Warming up before engaging in physical exercise is often overlooked or skipped altogether, especially when we're short of time. However, taking a few minutes to warm up can significantly reduce the risk of getting injured and can improve performance.
Warming up becomes even more crucial if you've been sitting for a long period of time or during colder weather, when the muscles tend to be stiffer and less pliable. By engaging in a proper warmup routine, you can prepare your body for safe exercise and optimise your performance.
The primary objective of a warmup is to increase blood flow throughout the body and raise your body temperature, which in turn helps to loosen the muscles and reduce risk of injury.

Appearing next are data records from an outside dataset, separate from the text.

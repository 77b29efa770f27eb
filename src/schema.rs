//! Types, fields, and record schemas.
//!
//! Grounded on `examples/original_source/libvast/vast/schema.hpp`: a schema
//! is a sequence of named, typed fields with value-equality and a `merge`
//! operation that combines two schemas of disjoint slices into the
//! partition's combined layout.

use std::collections::BTreeMap;
use std::fmt;

use serde::{Deserialize, Serialize};

/// Leaf and container types a column can hold.
#[derive(Debug, Clone, PartialEq, Serialize, Deserialize)]
pub enum Type {
    Bool,
    Int,
    Count,
    Real,
    String,
    Pattern,
    Address,
    Subnet,
    Port,
    Duration,
    Time,
    Enumeration(Vec<String>),
    List(Box<Type>),
    Map(Box<Type>, Box<Type>),
    Record(RecordSchema),
}

impl Type {
    pub fn name(&self) -> &'static str {
        match self {
            Type::Bool => "bool",
            Type::Int => "int",
            Type::Count => "count",
            Type::Real => "real",
            Type::String => "string",
            Type::Pattern => "pattern",
            Type::Address => "address",
            Type::Subnet => "subnet",
            Type::Port => "port",
            Type::Duration => "duration",
            Type::Time => "time",
            Type::Enumeration(_) => "enumeration",
            Type::List(_) => "list",
            Type::Map(_, _) => "map",
            Type::Record(_) => "record",
        }
    }

    pub fn is_leaf(&self) -> bool {
        !matches!(self, Type::Record(_))
    }
}

/// Indexing/attribute hints attached to a field, e.g. `#index=hash`.
pub type Attributes = BTreeMap<String, String>;

#[derive(Debug, Clone, PartialEq, Serialize, Deserialize)]
pub struct Field {
    pub name: String,
    pub ty: Type,
    pub attributes: Attributes,
}

impl Field {
    pub fn new(name: impl Into<String>, ty: Type) -> Field {
        Field { name: name.into(), ty, attributes: Attributes::new() }
    }

    pub fn with_attribute(mut self, key: impl Into<String>, value: impl Into<String>) -> Field {
        self.attributes.insert(key.into(), value.into());
        self
    }
}

/// A named record of fields. Two schemas are equal iff their fields are
/// equal in order, including metadata -- matching spec.md's "Schema / type"
/// invariant.
#[derive(Debug, Clone, PartialEq, Default, Serialize, Deserialize)]
pub struct RecordSchema {
    pub name: String,
    pub fields: Vec<Field>,
}

impl RecordSchema {
    pub fn new(name: impl Into<String>, fields: Vec<Field>) -> RecordSchema {
        RecordSchema { name: name.into(), fields }
    }

    pub fn find(&self, name: &str) -> Option<&Field> {
        self.fields.iter().find(|f| f.name == name)
    }

    /// Fully-qualified `table.field` paths for every leaf field, in
    /// declaration order, mirroring `record_type::leaves()`.
    pub fn leaves(&self) -> Vec<QualifiedField> {
        let mut out = Vec::new();
        for field in &self.fields {
            collect_leaves(&self.name, field, &mut out);
        }
        out
    }

    /// Combines two record schemas into a new schema whose field order is
    /// the insertion order of first occurrence across both inputs --
    /// "combined record schema ... union of slice schemas in a stable field
    /// order" (spec.md §3, "Partition").
    pub fn union_stable(schemas: impl IntoIterator<Item = RecordSchema>) -> RecordSchema {
        let mut fields: Vec<Field> = Vec::new();
        let mut seen = std::collections::HashSet::new();
        let mut name = String::new();
        for schema in schemas {
            if name.is_empty() {
                name = schema.name.clone();
            }
            for field in schema.fields {
                if seen.insert(field.name.clone()) {
                    fields.push(field);
                }
            }
        }
        RecordSchema { name, fields }
    }
}

fn collect_leaves(table: &str, field: &Field, out: &mut Vec<QualifiedField>) {
    match &field.ty {
        Type::Record(nested) => {
            for nested_field in &nested.fields {
                collect_leaves(table, nested_field, out);
            }
        }
        _ => out.push(QualifiedField {
            table: table.to_string(),
            name: field.name.clone(),
            ty: field.ty.clone(),
        }),
    }
}

/// A leaf field resolved against the table it belongs to -- the indexer
/// lookup key (`qualified_record_field` in the original).
#[derive(Debug, Clone, Serialize, Deserialize)]
pub struct QualifiedField {
    pub table: String,
    pub name: String,
    #[serde(skip, default = "default_qualified_field_type")]
    pub ty: Type,
}

fn default_qualified_field_type() -> Type {
    Type::String
}

impl PartialEq for QualifiedField {
    fn eq(&self, other: &Self) -> bool {
        self.table == other.table && self.name == other.name
    }
}

impl Eq for QualifiedField {}

impl std::hash::Hash for QualifiedField {
    fn hash<H: std::hash::Hasher>(&self, state: &mut H) {
        self.table.hash(state);
        self.name.hash(state);
    }
}

impl fmt::Display for QualifiedField {
    fn fmt(&self, f: &mut fmt::Formatter<'_>) -> fmt::Result {
        write!(f, "{}.{}", self.table, self.name)
    }
}
//! Partition lifecycle: active (exclusive writer) -> persisting ->
//! persisted -> passive (read-only, lazily reloaded) (spec.md §4,
//! "Partition lifecycle").
//!
//! `active_partition.cpp` in the original keeps these as distinct actor
//! roles; here `Partition` is the single type the index's table maps a
//! UUID to, so callers don't need to know which phase a partition is in
//! before routing a query or an erase to it.

pub mod active;
pub mod artifact;
pub mod passive;

pub use active::ActivePartition;
pub use artifact::{PartitionArtifact, StoreHeader, PARTITION_ARTIFACT_VERSION};
pub use passive::{PassivePartition, SharedPassivePartition};

use std::sync::Arc;

use uuid::Uuid;

use crate::error::Result;
use crate::filesystem::Filesystem;
use crate::ids::RowIdBitmap;
use crate::query::Query;
use crate::store::LookupOutcome;
use crate::synopsis::PartitionSynopsis;

/// Which phase of its lifecycle a partition is currently in. `Active`
/// covers both the ordinary writable state and mid-persist (the active
/// partition's own `is_persisting` flag distinguishes those; from the
/// index's perspective both still answer queries against the in-memory
/// copy until the persisted artifact is in place).
pub enum Partition {
    Active(ActivePartition),
    Passive(SharedPassivePartition),
}

impl Partition {
    pub fn id(&self) -> Uuid {
        match self {
            Partition::Active(p) => p.id(),
            Partition::Passive(p) => p.id(),
        }
    }

    pub async fn query(&self, fs: &Filesystem, query: &Query) -> Result<LookupOutcome> {
        match self {
            Partition::Active(p) => {
                let outcome = p.query(&query.ids, &query.expr, extract_policy(&query.cmd))?;
                crate::store::dispatch(&query.cmd, &outcome);
                Ok(outcome)
            }
            Partition::Passive(p) => p.query(fs, query).await,
        }
    }

    pub async fn erase(&self, fs: &Filesystem, xs: &RowIdBitmap) -> Result<RowIdBitmap> {
        match self {
            Partition::Active(_) => {
                // An active partition is never targeted by erase directly
                // (spec.md §4.7): the eraser only resolves against the
                // catalog, which holds no entry for the still-active
                // partition. Reaching here is a caller bug.
                Err(crate::error::Error::LogicError("cannot erase an active partition in place".to_string()))
            }
            Partition::Passive(p) => p.erase(fs, xs).await,
        }
    }

    /// Completes the active -> persisted transition, handing back the
    /// synopsis the catalog should publish and a passive handle ready to
    /// serve future reads.
    pub async fn persist(active: ActivePartition, fs: &Filesystem) -> Result<(PartitionSynopsis, SharedPassivePartition)> {
        let id = active.id();
        let table = active.combined_schema().name.clone();
        let synopsis = active.persist(fs).await?;
        let passive = Arc::new(PassivePartition::new(id, table, fs));
        Ok((synopsis, passive))
    }
}

fn extract_policy(cmd: &crate::query::QueryCmd) -> Option<bool> {
    match cmd {
        crate::query::QueryCmd::Count { .. } => None,
        crate::query::QueryCmd::Extract { policy, .. } => {
            Some(matches!(policy, crate::query::ExtractPolicy::PreserveIds))
        }
        crate::query::QueryCmd::Erase => None,
    }
}
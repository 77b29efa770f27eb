//! A whole-partition synopsis: the catalog's candidate-pruning unit.
//!
//! Grounded on spec.md §3 ("Partition" / "synopsis" field) and §4.5
//! (Catalog.resolve).

use std::collections::HashMap;

use serde::{Deserialize, Serialize};

use crate::ids::Id;
use crate::schema::QualifiedField;
use crate::value::{RelOp, Value};

use super::{ColumnSynopsis, Verdict};

/// Per-column synopses plus the partition-wide metadata the catalog needs
/// to resolve meta-predicates (`#import_time`, `#offset`, ...) without
/// touching the column synopses at all.
#[derive(Debug, Clone, Serialize, Deserialize)]
pub struct PartitionSynopsis {
    pub offset: Id,
    pub events: u64,
    pub min_import_time: Option<i64>,
    pub max_import_time: Option<i64>,
    columns: HashMap<QualifiedField, ColumnSynopsis>,
}

impl PartitionSynopsis {
    pub fn new() -> PartitionSynopsis {
        PartitionSynopsis {
            offset: Id::MAX,
            events: 0,
            min_import_time: None,
            max_import_time: None,
            columns: HashMap::new(),
        }
    }

    pub fn observe_import_time(&mut self, import_time: i64) {
        self.min_import_time = Some(self.min_import_time.map_or(import_time, |m| m.min(import_time)));
        self.max_import_time = Some(self.max_import_time.map_or(import_time, |m| m.max(import_time)));
    }

    pub fn column_mut(&mut self, field: QualifiedField, default: impl FnOnce() -> ColumnSynopsis) -> &mut ColumnSynopsis {
        self.columns.entry(field).or_insert_with(default)
    }

    pub fn column(&self, field: &QualifiedField) -> Option<&ColumnSynopsis> {
        self.columns.get(field)
    }

    /// Feeds one table slice's rows into the relevant column synopses.
    /// `fields` maps each leaf field to its slice column index.
    pub fn add(&mut self, slice: &crate::slice::TableSlice, fields: &[(QualifiedField, usize)]) {
        self.observe_import_time(slice.import_time());
        self.offset = self.offset.min(slice.offset());
        self.events += slice.rows();
        for (field, col) in fields {
            for value in slice.column(*col) {
                if value.is_null() {
                    continue;
                }
                let synopsis = self.column_mut(field.clone(), || default_synopsis(&field.ty));
                synopsis.add(value);
            }
        }
    }

    /// Converts growing per-column synopses to their size-optimal form.
    /// Called once, right before persisting (spec.md §4.1 persist step 3).
    pub fn shrink(&mut self) {
        for synopsis in self.columns.values_mut() {
            synopsis.shrink();
        }
    }

    /// `DefinitelyNo` iff the named column's synopsis says so; absence of a
    /// synopsis for the field (e.g. it never appeared in this partition)
    /// means `DefinitelyNo` too, since the field is provably absent.
    pub fn lookup(&self, field: &QualifiedField, op: RelOp, value: &Value) -> Verdict {
        match self.columns.get(field) {
            Some(synopsis) => synopsis.lookup(op, value),
            None => Verdict::DefinitelyNo,
        }
    }

    pub fn memusage(&self) -> usize {
        self.columns.values().map(ColumnSynopsis::memusage).sum()
    }
}

impl Default for PartitionSynopsis {
    fn default() -> PartitionSynopsis {
        PartitionSynopsis::new()
    }
}

fn default_synopsis(ty: &crate::schema::Type) -> ColumnSynopsis {
    use crate::schema::Type;
    match ty {
        Type::Time | Type::Duration | Type::Int | Type::Count => ColumnSynopsis::new_min_max(),
        Type::Address | Type::Subnet => ColumnSynopsis::new_bloom(4096, 0.01),
        _ => ColumnSynopsis::new_exact(64),
    }
}

/// On-disk framing for the synopsis sidecar file (spec.md persist step 7):
/// the whole `PartitionSynopsis`, including per-column synopses, not just
/// partition-wide metadata -- a reader that only had offset/events/
/// import-time couldn't actually answer `Catalog::resolve`'s per-field
/// questions and would have to treat every field as absent. Purely a
/// fast-path read optimization: on any parse or version mismatch the
/// caller falls back to the partition artifact's own embedded copy
/// (Open Question D.2).
#[derive(Debug, Clone, Serialize, Deserialize)]
pub struct SynopsisSidecar {
    pub version: u32,
    pub synopsis: PartitionSynopsis,
}

pub const SYNOPSIS_SIDECAR_VERSION: u32 = 1;

impl From<&PartitionSynopsis> for SynopsisSidecar {
    fn from(s: &PartitionSynopsis) -> SynopsisSidecar {
        SynopsisSidecar { version: SYNOPSIS_SIDECAR_VERSION, synopsis: s.clone() }
    }
}

#[cfg(test)]
mod tests {
    use super::*;
    use crate::schema::{Field, RecordSchema, Type};
    use crate::slice::TableSliceBuilder;

    #[test]
    fn add_updates_offset_events_and_columns() {
        let schema = RecordSchema::new("conn", vec![Field::new("id", Type::Count)]);
        let mut b = TableSliceBuilder::new(schema, 10, 500);
        b.push_row(vec![Value::Count(1)]);
        b.push_row(vec![Value::Count(2)]);
        let slice = b.finish();

        let field = QualifiedField { table: "conn".into(), name: "id".into(), ty: Type::Count };
        let mut synopsis = PartitionSynopsis::new();
        synopsis.add(&slice, &[(field.clone(), 0)]);

        assert_eq!(synopsis.offset, 10);
        assert_eq!(synopsis.events, 2);
        assert_eq!(synopsis.min_import_time, Some(500));
        assert_eq!(synopsis.lookup(&field, RelOp::Less, &Value::Count(1)), Verdict::DefinitelyNo);
    }

    #[test]
    fn sidecar_roundtrips_full_synopsis_including_columns() {
        let schema = RecordSchema::new("conn", vec![Field::new("port", Type::Count)]);
        let mut b = TableSliceBuilder::new(schema, 0, 0);
        b.push_row(vec![Value::Count(80)]);
        let slice = b.finish();
        let field = QualifiedField { table: "conn".into(), name: "port".into(), ty: Type::Count };
        let mut synopsis = PartitionSynopsis::new();
        synopsis.add(&slice, &[(field.clone(), 0)]);

        let sidecar = SynopsisSidecar::from(&synopsis);
        let bytes = bincode::serialize(&sidecar).unwrap();
        let restored: SynopsisSidecar = bincode::deserialize(&bytes).unwrap();

        assert_eq!(restored.version, SYNOPSIS_SIDECAR_VERSION);
        assert_eq!(restored.synopsis.lookup(&field, RelOp::Equal, &Value::Count(443)), Verdict::DefinitelyNo);
    }

    #[test]
    fn absent_field_is_definitely_no() {
        let synopsis = PartitionSynopsis::new();
        let field = QualifiedField { table: "conn".into(), name: "missing".into(), ty: Type::Count };
        assert_eq!(synopsis.lookup(&field, RelOp::Equal, &Value::Count(1)), Verdict::DefinitelyNo);
    }
}
//! Table slices: immutable columnar batches of events.
//!
//! Grounded on the teacher's `Batch`/columnar abstractions in
//! `src/mem_store` and on `examples/original_source/libvast/vast/table_slice.hpp`
//! for the `(schema, rows, offset, import_time, encoding)` shape.

use std::sync::Arc;

use crate::ids::{Id, RowIdBitmap};
use crate::schema::RecordSchema;
use crate::value::Value;

/// How a slice's columns are physically laid out. Both forms expose the
/// same `at`/`rows`/`columns` contract; only the builder differs.
#[derive(Debug, Clone, Copy, PartialEq, Eq)]
pub enum Encoding {
    /// One contiguous `Vec<Value>` per column -- cheap random column access.
    Columnar,
    /// One `Vec<Value>` per row -- cheap append, used while a batch is still
    /// being assembled from a row-oriented wire format.
    Row,
}

#[derive(Debug, Clone, PartialEq)]
enum Storage {
    Columnar(Vec<Vec<Value>>),
    Row(Vec<Vec<Value>>),
}

/// The row ids a slice's rows actually carry, in slice-local row order.
///
/// A freshly-ingested slice is always a contiguous `Range` (spec.md §4.1
/// hands out monotonic offsets); a slice that has survived a `select`
/// restriction may no longer be contiguous, and `Sparse` carries the true
/// per-row id so `id_at`/`ids` stay correct regardless.
#[derive(Debug, Clone, PartialEq)]
enum RowIds {
    Range { offset: Id, rows: u64 },
    Sparse(Vec<Id>),
}

impl RowIds {
    fn len(&self) -> u64 {
        match self {
            RowIds::Range { rows, .. } => *rows,
            RowIds::Sparse(ids) => ids.len() as u64,
        }
    }

    fn first(&self) -> Option<Id> {
        match self {
            RowIds::Range { offset, rows } if *rows > 0 => Some(*offset),
            RowIds::Range { .. } => None,
            RowIds::Sparse(ids) => ids.first().copied(),
        }
    }

    fn id_at(&self, row: usize) -> Id {
        match self {
            RowIds::Range { offset, .. } => offset + row as u64,
            RowIds::Sparse(ids) => ids[row],
        }
    }

    fn to_bitmap(&self) -> RowIdBitmap {
        match self {
            RowIds::Range { offset, rows } => RowIdBitmap::from_range(*offset..*offset + *rows),
            RowIds::Sparse(ids) => RowIdBitmap::from_ids(ids.iter().copied()),
        }
    }

    fn iter(&self) -> Box<dyn Iterator<Item = Id> + '_> {
        match self {
            RowIds::Range { offset, rows } => Box::new(*offset..*offset + *rows),
            RowIds::Sparse(ids) => Box::new(ids.iter().copied()),
        }
    }
}

/// True iff `ids` is sorted ascending with no gaps -- a `select`ed id set
/// that happens to still be a contiguous range can keep the cheap `Range`
/// representation instead of paying for a `Sparse` vector.
fn is_contiguous(ids: &[Id]) -> bool {
    ids.windows(2).all(|w| w[1] == w[0] + 1)
}

/// An immutable, reference-counted columnar batch.
///
/// Cloning a `TableSlice` is cheap (`Arc` bump); the data itself is shared
/// between however many readers currently hold a handle to it.
#[derive(Debug, Clone)]
pub struct TableSlice(Arc<Inner>);

#[derive(Debug)]
struct Inner {
    schema: RecordSchema,
    row_ids: RowIds,
    import_time: i64,
    encoding: Encoding,
    storage: Storage,
}

impl TableSlice {
    pub fn schema(&self) -> &RecordSchema {
        &self.0.schema
    }

    /// First row id in this slice, if non-empty.
    pub fn offset(&self) -> Id {
        self.0.row_ids.first().unwrap_or(0)
    }

    pub fn rows(&self) -> u64 {
        self.0.row_ids.len()
    }

    pub fn columns(&self) -> usize {
        self.0.schema.fields.len()
    }

    pub fn import_time(&self) -> i64 {
        self.0.import_time
    }

    pub fn encoding(&self) -> Encoding {
        self.0.encoding
    }

    /// The row id of the row at local position `row`.
    pub fn id_at(&self, row: usize) -> Id {
        self.0.row_ids.id_at(row)
    }

    /// The row ids this slice actually carries, as a bitmap. Unlike a
    /// half-open range, this is correct even after a non-contiguous
    /// `select`.
    pub fn ids(&self) -> RowIdBitmap {
        self.0.row_ids.to_bitmap()
    }

    pub fn at(&self, row: usize, col: usize) -> &Value {
        match &self.0.storage {
            Storage::Columnar(cols) => &cols[col][row],
            Storage::Row(rows) => &rows[row][col],
        }
    }

    pub fn column(&self, col: usize) -> Box<dyn Iterator<Item = &Value> + '_> {
        match &self.0.storage {
            Storage::Columnar(cols) => Box::new(cols[col].iter()),
            Storage::Row(rows) => Box::new(rows.iter().map(move |r| &r[col])),
        }
    }

    /// Restricts this slice to the rows whose ids are in `ids`, carrying
    /// forward the true retained id of each kept row rather than inferring
    /// one from a recomputed offset/count (spec.md §4.2/§4.3, `select(slice,
    /// ids)`). If the surviving ids happen to still be contiguous the
    /// cheaper `Range` representation is kept; otherwise the slice becomes
    /// `Sparse`.
    ///
    /// Returns `None` if the intersection is empty.
    pub fn select(&self, ids: &RowIdBitmap) -> Option<TableSlice> {
        let mut kept_rows: Vec<usize> = Vec::new();
        let mut kept_ids: Vec<Id> = Vec::new();
        for row in 0..self.rows() as usize {
            let id = self.id_at(row);
            if ids.contains(id) {
                kept_rows.push(row);
                kept_ids.push(id);
            }
        }
        if kept_rows.is_empty() {
            return None;
        }
        let builder_cols: Vec<Vec<Value>> = (0..self.columns())
            .map(|c| kept_rows.iter().map(|&r| self.at(r, c).clone()).collect())
            .collect();
        let row_ids = if is_contiguous(&kept_ids) {
            RowIds::Range { offset: kept_ids[0], rows: kept_ids.len() as u64 }
        } else {
            RowIds::Sparse(kept_ids)
        };
        Some(TableSlice(Arc::new(Inner {
            schema: self.0.schema.clone(),
            row_ids,
            import_time: self.0.import_time,
            encoding: Encoding::Columnar,
            storage: Storage::Columnar(builder_cols),
        })))
    }

    /// Reconstitutes a slice from wire data that already carries explicit
    /// per-row ids (the segment wire format), preserving them exactly
    /// rather than renumbering from a base offset.
    pub fn from_rows_with_ids(schema: RecordSchema, ids: Vec<Id>, import_time: i64, rows: Vec<Vec<Value>>) -> TableSlice {
        debug_assert_eq!(ids.len(), rows.len());
        let row_ids = if is_contiguous(&ids) && !ids.is_empty() {
            RowIds::Range { offset: ids[0], rows: ids.len() as u64 }
        } else {
            RowIds::Sparse(ids)
        };
        TableSlice(Arc::new(Inner {
            schema,
            row_ids,
            import_time,
            encoding: Encoding::Row,
            storage: Storage::Row(rows),
        }))
    }
}

/// Single-writer accumulator that yields a `TableSlice` on `finish()`.
pub struct TableSliceBuilder {
    schema: RecordSchema,
    offset: Id,
    import_time: i64,
    rows: Vec<Vec<Value>>,
}

impl TableSliceBuilder {
    pub fn new(schema: RecordSchema, offset: Id, import_time: i64) -> TableSliceBuilder {
        TableSliceBuilder { schema, offset, import_time, rows: Vec::new() }
    }

    pub fn push_row(&mut self, row: Vec<Value>) -> &mut Self {
        debug_assert_eq!(row.len(), self.schema.fields.len());
        self.rows.push(row);
        self
    }

    pub fn len(&self) -> usize {
        self.rows.len()
    }

    pub fn is_empty(&self) -> bool {
        self.rows.is_empty()
    }

    pub fn finish(self) -> TableSlice {
        let rows = self.rows.len() as u64;
        TableSlice(Arc::new(Inner {
            schema: self.schema,
            row_ids: RowIds::Range { offset: self.offset, rows },
            import_time: self.import_time,
            encoding: Encoding::Row,
            storage: Storage::Row(self.rows),
        }))
    }
}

Warming up offers other important benefits too. It enhances joint mobility and flexibility, allowing for a wider range of motion during exercise. This increased flexibility can lead to improved performance and efficiency in movements, maximising the benefits of the workout.
A proper warmup also prepares your cardiovascular system for working out. Gradually increasing your heart rate and oxygen supply to the muscles creates a smoother transition from rest to exercise, reducing the stress on your heart.
An effective warmup should involve a few minutes of active movements that increases your heart rate and engages the muscles that will be used during your activity.
For instance, runners can benefit from a light jog as it gradually elevates the heart rate, increases blood circulation, and warms up the leg muscles. If you’re going for a swim, doing some basic body rotations, such as arm circles and shoulder rolls, will help to loosen up your upper body muscles.
Notably a warmup should not include static stretches (where you hold a stretch for a number of seconds without moving), as you need to be warmed up to do these in order to prevent injury.
For people who are really focusing on their performance, warming up also prepares your mind for a workout.
It provides an opportunity to focus and mentally prepare for the physical exertion, enhancing concentration and coordination, which can lead to improved technique and performance.
Cold muscles are less flexible and more prone to injury so failing to warm up before exercise increases the risk of muscle strains and injuries.
A good warmup also increases your heart rate and blood flow, helping to deliver oxygen and nutrients to working muscles. This also helps to reduce potential fatigue.